A conclusione della storiella, parabolica anzichenò, ecco che i miei sette o, forse, otto lettori, dei quali conosco nomi, cognomi e “a cu appartiennu” (ivi compresi i due o tre che non si manifestano), si getteranno a corpo morto nell’interpretazione, nella smorfia, nella ricerca della morale, della rivelazione!

E cominceranno a chiedersi: “Perché - ad esempio - il piromane dilettante si chiama “Saro”?

E lì tutti (beninteso, sempre sette o otto) a fare sorrisini, ammiccamenti, a proiettare similitudini con personaggi alla ribalta, ecc.

Ma no, non è questa l’intenzione, ci mancherebbe altro!

Ho voluto chiamare Saro il protagonista solo perché è un nome siciliano qualunque di un siciliano qualunque.

Avrei potuto chiamarlo Anciliddo, oppure Peppino, oppure Tanino, oppure Ciccio, oppure Vicè, oppure Totò.

Sempre nome qualunque di siciliano qualunque restava!

Così come un siciliano qualunque è il protagonista di questa storia, che crede di essere furbo e di saper fregare il prossimo e, quindi, suscita la nostra ammirazione di siciliani qualunque dai nomi qualunque, mentre il campagnard, secondo il nostro metro, rientra, preciso preciso, nel ruolo del connard.

In fondo la storiella altro non è che un grosso ossimoro, dove ogni significato attrae ed assorbe il suo contrario

Provate a raccontarla ad un francese, tale e quale, senza modificare una virgola e vedrete che, alla fine, a fare la figura del connard non sarà certo il contadino francese.

Ci sono, però, due punti fermi: il primo è che l’idea di bruciare la macchina (al di là della citazione monicelliana) sarà apparsa geniale solo a Saro (anzi, dopo l’esito fallimentare della sua trovata, forse neanche a lui); l’altro è che la “Déesse” è ciò che sembra, cioè la Fondazione Mandralisca.

Triste epilogo?

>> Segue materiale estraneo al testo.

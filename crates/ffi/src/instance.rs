use fire_spread_core::{FireError, FireSimulation, SimulationConfig};
use std::ffi::CStr;
use std::os::raw::c_char;
use std::ptr;
use std::sync::{Mutex, RwLock};

use crate::error::{DefaultFireSpreadError, FireSpreadErrorCode};
use crate::helpers::{clear_last_error, track_error, track_result};
use crate::events::FireEventRecord;
use crate::queries::EffectStats;

/// Initial capacity of the burning effects snapshot
const SNAPSHOT_CAPACITY: usize = 64;

/// The main fire spread context.
/// Holds the simulation and the buffers handed out to callers.
///
/// # Thread Safety
/// `FireSpreadInstance` is fully thread-safe and can be shared across engine threads.
///
/// The internal simulation is protected by an `RwLock`, allowing:
/// - **Multiple concurrent readers** (queries, state inspections): `.read()` lock
/// - **Exclusive writer** (updates, ignition, suppression): `.write()` lock
///
/// ## Unreal Engine Example
/// ```cpp
/// FireSpreadInstance* Fire = nullptr;
///
/// void AFireActor::BeginPlay() {
///     // null config = built-in defaults
///     if (fire_spread_new(nullptr, &Fire) != Ok) {
///         UE_LOG(LogTemp, Error, TEXT("%hs"), fire_spread_get_last_error());
///     }
/// }
///
/// void AFireActor::Tick(float DeltaTime) {
///     fire_spread_update(Fire, DeltaTime);
/// }
///
/// void AFireActor::EndPlay(const EEndPlayReason::Type) {
///     fire_spread_destroy(Fire);
///     Fire = nullptr;
/// }
/// ```
pub struct FireSpreadInstance {
    pub(crate) sim: RwLock<FireSimulation>,
    /// Cached snapshot of burning effects to avoid per-frame allocations.
    /// Reused across calls to `fire_spread_get_burning_effects`.
    pub(crate) burning_snapshot: Mutex<Vec<EffectStats>>,
    /// Events handed out by the last `fire_spread_drain_events` call.
    pub(crate) events_buffer: Mutex<Vec<FireEventRecord>>,
}

impl FireSpreadInstance {
    /// Creates a new instance from a validated configuration.
    ///
    /// # Errors
    ///
    /// Returns `FireSpreadErrorCode::InvalidConfiguration` if the configuration is rejected.
    pub(crate) fn new(config: SimulationConfig) -> Result<Box<Self>, DefaultFireSpreadError> {
        let sim = FireSimulation::new(config)?;
        Ok(Box::new(Self {
            sim: RwLock::new(sim),
            burning_snapshot: Mutex::new(Vec::with_capacity(SNAPSHOT_CAPACITY)),
            events_buffer: Mutex::new(Vec::with_capacity(SNAPSHOT_CAPACITY)),
        }))
    }

    /// Parse an optional JSON configuration.
    fn config_from_json(config_json: *const c_char) -> Result<SimulationConfig, DefaultFireSpreadError> {
        if config_json.is_null() {
            return Ok(SimulationConfig::default());
        }
        // SAFETY: caller guarantees a valid null-terminated string
        let text = unsafe { CStr::from_ptr(config_json) }
            .to_str()
            .map_err(|e| DefaultFireSpreadError::invalid_parameter(format!("config_json is not UTF-8: {e}")))?;
        SimulationConfig::from_json_str(text)
            .map_err(|e| DefaultFireSpreadError::from(FireError::Config(e)))
    }
}

/// Create a new `FireSpread` instance and return it via out-parameter.
///
/// Parameters
/// - `config_json`: JSON `SimulationConfig`, or null for the built-in defaults.
///   Missing fields take their default values.
/// - `out_instance`: Pointer to receive the created instance. Must be non-null.
///   - On success: set to valid `FireSpreadInstance` pointer
///   - On failure: set to null
///
/// Returns
/// - `FireSpreadErrorCode::Ok` (0) on success
/// - `FireSpreadErrorCode::NullPointer` if `out_instance` is null
/// - `FireSpreadErrorCode::InvalidParameter` if `config_json` is not UTF-8
/// - `FireSpreadErrorCode::InvalidConfiguration` if the JSON is malformed or values are out of range
///
/// # Safety
///
/// - `out_instance` must be a valid, non-null pointer to writable memory.
/// - `config_json` must be null or a valid null-terminated string.
/// - The caller takes ownership of the returned instance and MUST call `fire_spread_destroy`
///   exactly once to avoid memory leaks.
#[no_mangle]
pub unsafe extern "C" fn fire_spread_new(
    config_json: *const c_char,
    out_instance: *mut *mut FireSpreadInstance,
) -> FireSpreadErrorCode {
    if out_instance.is_null() {
        return track_error(&DefaultFireSpreadError::null_pointer("out_instance"));
    }

    let created = FireSpreadInstance::config_from_json(config_json).and_then(FireSpreadInstance::new);
    match track_result(created) {
        Ok(instance) => {
            unsafe {
                *out_instance = Box::into_raw(instance);
            }
            clear_last_error();
            FireSpreadErrorCode::Ok
        }
        Err(code) => {
            unsafe {
                // Set to null on error (per documentation contract)
                *out_instance = ptr::null_mut();
            }
            code
        }
    }
}

/// Destroys an instance previously created by `fire_spread_new`.
///
/// - If `ptr` is null, this function is a no-op.
///
/// # Safety
/// - The pointer MUST have been created by `fire_spread_new` and not freed already.
/// - After calling this function, the caller must not use the pointer again.
#[no_mangle]
pub unsafe extern "C" fn fire_spread_destroy(ptr: *mut FireSpreadInstance) {
    if ptr.is_null() {
        return;
    }

    // SAFETY: The pointer was created by `Box::into_raw` in `fire_spread_new`
    // and has not been freed. Recreating the Box drops the instance.
    unsafe {
        drop(Box::from_raw(ptr));
    }
}
//! Core types and utilities

pub mod entity;
pub mod spatial;
pub mod units;
pub mod vec3;

pub use entity::{EffectId, EntityHandle};
pub use spatial::{SpatialIndex, SpatialQuery};
pub use units::Seconds;
pub use vec3::Vec3;
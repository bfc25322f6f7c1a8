use std::env;
use std::path::PathBuf;

fn main() {
    let Ok(crate_dir) = env::var("CARGO_MANIFEST_DIR") else {
        println!("cargo:warning=CARGO_MANIFEST_DIR not set, skipping header generation");
        return;
    };
    let output_file = PathBuf::from(&crate_dir).join("../../FireSpreadFFI.h");

    // Generate C bindings using cbindgen
    match cbindgen::Builder::new()
        .with_crate(&crate_dir)
        .with_language(cbindgen::Language::C)
        .with_include_guard("FIRE_SPREAD_FFI_H")
        .with_documentation(true)
        .with_pragma_once(false)
        .generate()
    {
        Ok(bindings) => {
            bindings.write_to_file(output_file);
        }
        Err(err) => println!("cargo:warning=Unable to generate C bindings: {err}"),
    }

    println!("cargo:rerun-if-changed=src");
}
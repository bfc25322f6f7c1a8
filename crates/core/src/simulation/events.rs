//! Observable lifecycle events
//!
//! The simulation records every state transition it performs. Hosts drain the
//! pending events once per frame (audio cues, UI, replication); a bounded
//! history is kept for late inspection. Pending events are bounded too: a host
//! that never drains loses the oldest ones, and the loss is counted.

use crate::config::FireSize;
use crate::core_types::entity::{EffectId, EntityHandle};
use crate::core_types::units::Seconds;
use crate::error::QueryError;
use serde::{Deserialize, Serialize};
use std::collections::VecDeque;
use tracing::warn;

/// A lifecycle transition or notable occurrence
#[derive(Debug, Clone, PartialEq, Serialize, Deserialize)]
pub enum FireEventKind {
    /// `Idle -> Igniting`
    IgnitionStarted {
        /// Effect profile the fire will use
        size: FireSize,
        /// When it will start burning
        ignite_at: Seconds,
    },
    /// `Igniting -> Burning`
    Burning {
        /// Newly created effect
        effect: EffectId,
    },
    /// `Burning -> Extinguishing`
    SuppressionStarted,
    /// Entity reached its terminal state
    Extinguished {
        /// Effect that was destroyed, if one existed
        effect: Option<EffectId>,
    },
    /// A spread coordinator ran an attempt
    SpreadAttempted {
        /// Entities newly ignited by the attempt
        ignited: Vec<EntityHandle>,
        /// Generation after the attempt
        generation: u32,
    },
    /// A spread coordinator reached its generation cap
    SpreadExhausted {
        /// Final generation
        generation: u32,
    },
    /// An ignition could not proceed because its profile is not configured
    IgnitionAborted {
        /// Size whose profile was missing
        size: FireSize,
    },
    /// A spread attempt was skipped because the spatial query failed
    QueryFailed {
        /// Failure reported by the query service
        error: QueryError,
    },
}

/// Event with its subject and simulation time
#[derive(Debug, Clone, PartialEq, Serialize, Deserialize)]
pub struct FireEvent {
    /// Simulation time of the transition
    pub time: Seconds,
    /// Entity the event concerns
    pub entity: EntityHandle,
    /// What happened
    pub kind: FireEventKind,
}

/// Pending events plus a bounded history
#[derive(Debug)]
pub struct EventLog {
    /// Events not yet drained by the host, oldest first
    pending: VecDeque<FireEvent>,
    /// Maximum undrained events (oldest are dropped, at least 1)
    max_pending: usize,
    /// Undrained events dropped since creation
    dropped: u64,
    /// Most recent events, oldest first
    history: VecDeque<FireEvent>,
    /// Maximum history size (oldest events are removed)
    max_history: usize,
}

impl Default for EventLog {
    fn default() -> Self {
        Self::new(10_000, 10_000)
    }
}

impl EventLog {
    /// Create an event log with the specified history and pending limits
    pub fn new(max_history: usize, max_pending: usize) -> Self {
        let max_pending = max_pending.max(1);
        Self {
            pending: VecDeque::with_capacity(max_pending.min(32)),
            max_pending,
            dropped: 0,
            history: VecDeque::with_capacity(max_history.min(1024)),
            max_history,
        }
    }

    /// Record an event
    pub fn push(&mut self, time: Seconds, entity: EntityHandle, kind: FireEventKind) {
        let event = FireEvent { time, entity, kind };
        if self.max_history > 0 {
            if self.history.len() == self.max_history {
                self.history.pop_front();
            }
            self.history.push_back(event.clone());
        }
        if self.pending.len() == self.max_pending {
            self.pending.pop_front();
            if self.dropped == 0 {
                warn!(limit = self.max_pending, "Pending events are not being drained, dropping the oldest");
            }
            self.dropped += 1;
        }
        self.pending.push_back(event);
    }

    /// Events recorded since the last drain, oldest first
    pub fn pending(&self) -> impl Iterator<Item = &FireEvent> {
        self.pending.iter()
    }

    /// Number of undrained events
    pub fn pending_len(&self) -> usize {
        self.pending.len()
    }

    /// Undrained events dropped because the pending limit was reached
    pub fn dropped(&self) -> u64 {
        self.dropped
    }

    /// Take all pending events
    pub fn drain(&mut self) -> Vec<FireEvent> {
        self.pending.drain(..).collect()
    }

    /// Retained history, oldest first
    pub fn history(&self) -> impl Iterator<Item = &FireEvent> {
        self.history.iter()
    }

    /// Get history length
    pub fn history_len(&self) -> usize {
        self.history.len()
    }

    /// Clear all state (for simulation reset)
    pub fn clear(&mut self) {
        self.pending.clear();
        self.history.clear();
    }
}
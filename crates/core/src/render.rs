//! Renderer boundary
//!
//! The core never draws anything. Each tick it hands a [`RenderFrame`] per
//! live effect to a [`RenderHook`], and reports every destroyed effect once so
//! the host can tear down particles and lights.

use crate::config::FireSize;
use crate::core_types::entity::{EffectId, EntityHandle};
use crate::core_types::vec3::Vec3;
use crate::flammable::FireState;

/// Visual state of one live fire effect
#[derive(Debug, Clone, Copy, PartialEq)]
pub struct RenderFrame {
    /// Owning entity
    pub entity: EntityHandle,
    /// Effect id
    pub effect: EffectId,
    /// Size variant the effect was created with
    pub profile: FireSize,
    /// World position of the flames
    pub position: Vec3,
    /// Current intensity in `[min_intensity, 1]`
    pub intensity: f32,
    /// Transform scale (`base_scale × intensity`)
    pub scale: Vec3,
    /// Owner state, Burning or Extinguishing
    pub state: FireState,
}

impl RenderFrame {
    /// Particle start size for an emitter authored at `initial`
    pub fn particle_size(&self, initial: f32) -> f32 {
        initial * self.intensity
    }

    /// Light intensity for a light authored at `initial`
    pub fn light_intensity(&self, initial: f32) -> f32 {
        initial * self.intensity
    }
}

/// Receives visual updates from the simulation
pub trait RenderHook {
    /// Called once per tick for every live effect
    fn render(&mut self, frame: &RenderFrame);

    /// Called exactly once when an effect is destroyed
    fn effect_destroyed(&mut self, _entity: EntityHandle, _effect: EffectId) {}
}

/// Discards all output
#[derive(Debug, Default, Clone, Copy)]
pub struct NullRenderer;

impl RenderHook for NullRenderer {
    fn render(&mut self, _frame: &RenderFrame) {}
}

/// Records everything it receives; handy for tests and replays
#[derive(Debug, Default, Clone)]
pub struct FrameRecorder {
    /// Frames in the order they were rendered
    pub frames: Vec<RenderFrame>,
    /// Destroyed effects in notification order
    pub destroyed: Vec<(EntityHandle, EffectId)>,
}

impl FrameRecorder {
    /// Create an empty recorder
    pub fn new() -> Self {
        Self::default()
    }

    /// Most recent frame rendered for an entity
    pub fn last_frame(&self, entity: EntityHandle) -> Option<&RenderFrame> {
        self.frames.iter().rev().find(|f| f.entity == entity)
    }

    /// Forget recorded frames, keeping destruction notices
    pub fn clear_frames(&mut self) {
        self.frames.clear();
    }
}

impl RenderHook for FrameRecorder {
    fn render(&mut self, frame: &RenderFrame) {
        self.frames.push(*frame);
    }

    fn effect_destroyed(&mut self, entity: EntityHandle, effect: EffectId) {
        self.destroyed.push((entity, effect));
    }
}

#[cfg(test)]
mod tests {
    use super::*;

    #[test]
    fn test_visual_multipliers_follow_intensity() {
        let frame = RenderFrame {
            entity: EntityHandle::new(1),
            effect: EffectId::new(1),
            profile: FireSize::Medium,
            position: Vec3::zeros(),
            intensity: 0.5,
            scale: Vec3::new(1.0, 1.0, 1.0),
            state: FireState::Extinguishing,
        };
        assert_eq!(frame.particle_size(0.8), 0.4);
        assert_eq!(frame.light_intensity(3.0), 1.5);
    }

    #[test]
    fn test_recorder_keeps_last_frame_per_entity() {
        let mut rec = FrameRecorder::new();
        let mut frame = RenderFrame {
            entity: EntityHandle::new(4),
            effect: EffectId::new(9),
            profile: FireSize::Small,
            position: Vec3::zeros(),
            intensity: 1.0,
            scale: Vec3::zeros(),
            state: FireState::Burning,
        };
        rec.render(&frame);
        frame.intensity = 0.7;
        rec.render(&frame);
        rec.effect_destroyed(EntityHandle::new(4), EffectId::new(9));

        assert_eq!(rec.last_frame(EntityHandle::new(4)).unwrap().intensity, 0.7);
        assert_eq!(rec.destroyed, vec![(EntityHandle::new(4), EffectId::new(9))]);
    }
}
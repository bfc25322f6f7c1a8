//! Error types for the fire core
//!
//! Failures are always scoped to the single entity or attempt that caused
//! them. The simulation tick itself never fails; operations invoked by a host
//! return these errors so the host can log or surface them.

use crate::config::FireSize;
use crate::core_types::entity::EntityHandle;
use serde::{Deserialize, Serialize};
use thiserror::Error;

/// Failure reported by a [`SpatialQuery`](crate::core_types::SpatialQuery) service
#[derive(Debug, Clone, PartialEq, Error, Serialize, Deserialize)]
pub enum QueryError {
    /// The backing service cannot answer right now (e.g. physics scene not loaded)
    #[error("spatial query service unavailable: {0}")]
    Unavailable(String),
    /// Radius was negative or not finite
    #[error("invalid query radius {0}")]
    InvalidRadius(f32),
}

/// Rejected configuration value
#[derive(Debug, Clone, PartialEq, Error)]
pub enum ConfigError {
    /// A numeric field is outside its allowed range
    #[error("{field} must be {constraint}, got {value}")]
    OutOfRange {
        /// Name of the offending field
        field: &'static str,
        /// Human readable constraint (e.g. "finite and non-negative")
        constraint: &'static str,
        /// Value that was supplied
        value: f32,
    },
    /// Configuration text could not be parsed
    #[error("failed to parse configuration: {0}")]
    Parse(String),
    /// Configuration file could not be read
    #[error("failed to read configuration: {0}")]
    Io(String),
}

/// Errors returned by simulation operations
#[derive(Debug, Clone, PartialEq, Error)]
pub enum FireError {
    /// No entity is registered under this handle
    #[error("unknown entity {0}")]
    UnknownEntity(EntityHandle),
    /// The entity exists but cannot burn
    #[error("entity {0} is not flammable")]
    NotFlammable(EntityHandle),
    /// No effect profile is bound for the requested fire size
    #[error("no effect profile configured for {0:?} fires")]
    MissingConfiguration(FireSize),
    /// An argument was out of range
    #[error("invalid parameter {name}: {reason}")]
    InvalidParameter {
        /// Parameter name
        name: &'static str,
        /// Why it was rejected
        reason: String,
    },
    /// The spatial query service failed
    #[error(transparent)]
    Query(#[from] QueryError),
    /// Configuration was rejected
    #[error(transparent)]
    Config(#[from] ConfigError),
}

/// Failure while saving or loading a simulation snapshot
#[derive(Debug, Error)]
pub enum SnapshotError {
    /// Snapshot could not be serialized
    #[error("failed to serialize snapshot: {0}")]
    Serialize(#[source] serde_json::Error),
    /// Snapshot text could not be parsed
    #[error("failed to parse snapshot: {0}")]
    Parse(#[source] serde_json::Error),
    /// Snapshot file could not be read or written
    #[error("snapshot I/O failed: {0}")]
    Io(#[from] std::io::Error),
    /// Snapshot content is inconsistent with the configuration
    #[error(transparent)]
    Invalid(#[from] FireError),
}
//! Saving and restoring a running simulation

use ctor::ctor;
use fire_spread_core::{
    FireSimulation, FireState, FlammableConfig, SimulationConfig, SimulationSnapshot, Vec3,
};

#[ctor]
fn init_tracing() {
    let _ = tracing_subscriber::fmt()
        .with_env_filter(tracing_subscriber::EnvFilter::from_default_env())
        .with_test_writer()
        .try_init();
}

fn running_world() -> FireSimulation {
    let mut sim = FireSimulation::new(SimulationConfig::default()).unwrap();
    for i in 0..5 {
        sim.add_flammable(Vec3::new(3.0 * i as f32, 0.0, 0.0), FlammableConfig::default())
            .unwrap();
    }
    sim.add_inert(Vec3::new(1.5, 0.0, 0.0));
    let first = sim.handles()[0];
    sim.ignite(first).unwrap();
    for _ in 0..10 {
        sim.update(0.5);
    }
    sim
}

#[test]
fn test_round_trip_preserves_states_and_generations() {
    let sim = running_world();
    let json = sim.snapshot().to_json().unwrap();
    let restored = FireSimulation::from_snapshot(SimulationSnapshot::from_json(&json).unwrap()).unwrap();

    assert_eq!(restored.simulation_time(), sim.simulation_time());
    for handle in sim.handles() {
        assert_eq!(restored.state_of(handle), sim.state_of(handle));
        assert_eq!(
            restored.coordinator_of(handle).map(|c| c.generation()),
            sim.coordinator_of(handle).map(|c| c.generation())
        );
    }
}

#[test]
fn test_restored_simulation_continues_identically() {
    let mut sim = running_world();
    let mut restored = FireSimulation::from_snapshot(sim.snapshot()).unwrap();

    for _ in 0..20 {
        sim.update(0.5);
        restored.update(0.5);
    }

    for handle in sim.handles() {
        assert_eq!(restored.state_of(handle), sim.state_of(handle), "{handle}");
        assert_eq!(
            restored.effect_of(handle).map(|e| e.intensity()),
            sim.effect_of(handle).map(|e| e.intensity())
        );
    }
    assert!(sim
        .handles()
        .iter()
        .filter_map(|&h| sim.state_of(h))
        .any(|s| s == FireState::Burning));
}

#[test]
fn test_save_and_load_file() {
    let sim = running_world();
    let path = std::env::temp_dir().join(format!("fire-spread-snapshot-{}.json", std::process::id()));

    sim.snapshot().save(&path).unwrap();
    let loaded = SimulationSnapshot::load(&path).unwrap();
    std::fs::remove_file(&path).ok();

    assert_eq!(loaded, sim.snapshot());
}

No!

Forse meglio volgerla in positivo e pensare che Saro, un po’ pentito, un po’ indotto dalla necessità di dover trovare un destino alla sua vecchia berlinozza bruciacchiata, si faccia possedere dal demone dell’automobilismo d’epoca e che, una tappezzeria oggi, una cromatura domani, chissà non riesca a riportare la Dea al suo antico splendore.

Anzi che la faccia diventare bella come prima non era mai stata!

In fondo non ci vuole molto: intelligenza, gusto, pazienza, sensibilità e un fondo, anche tenue, di Cultura.

Ingredienti tutti ampiamente coltivati e, quindi, reperibili dalle nostre parti!

O no?

(continua)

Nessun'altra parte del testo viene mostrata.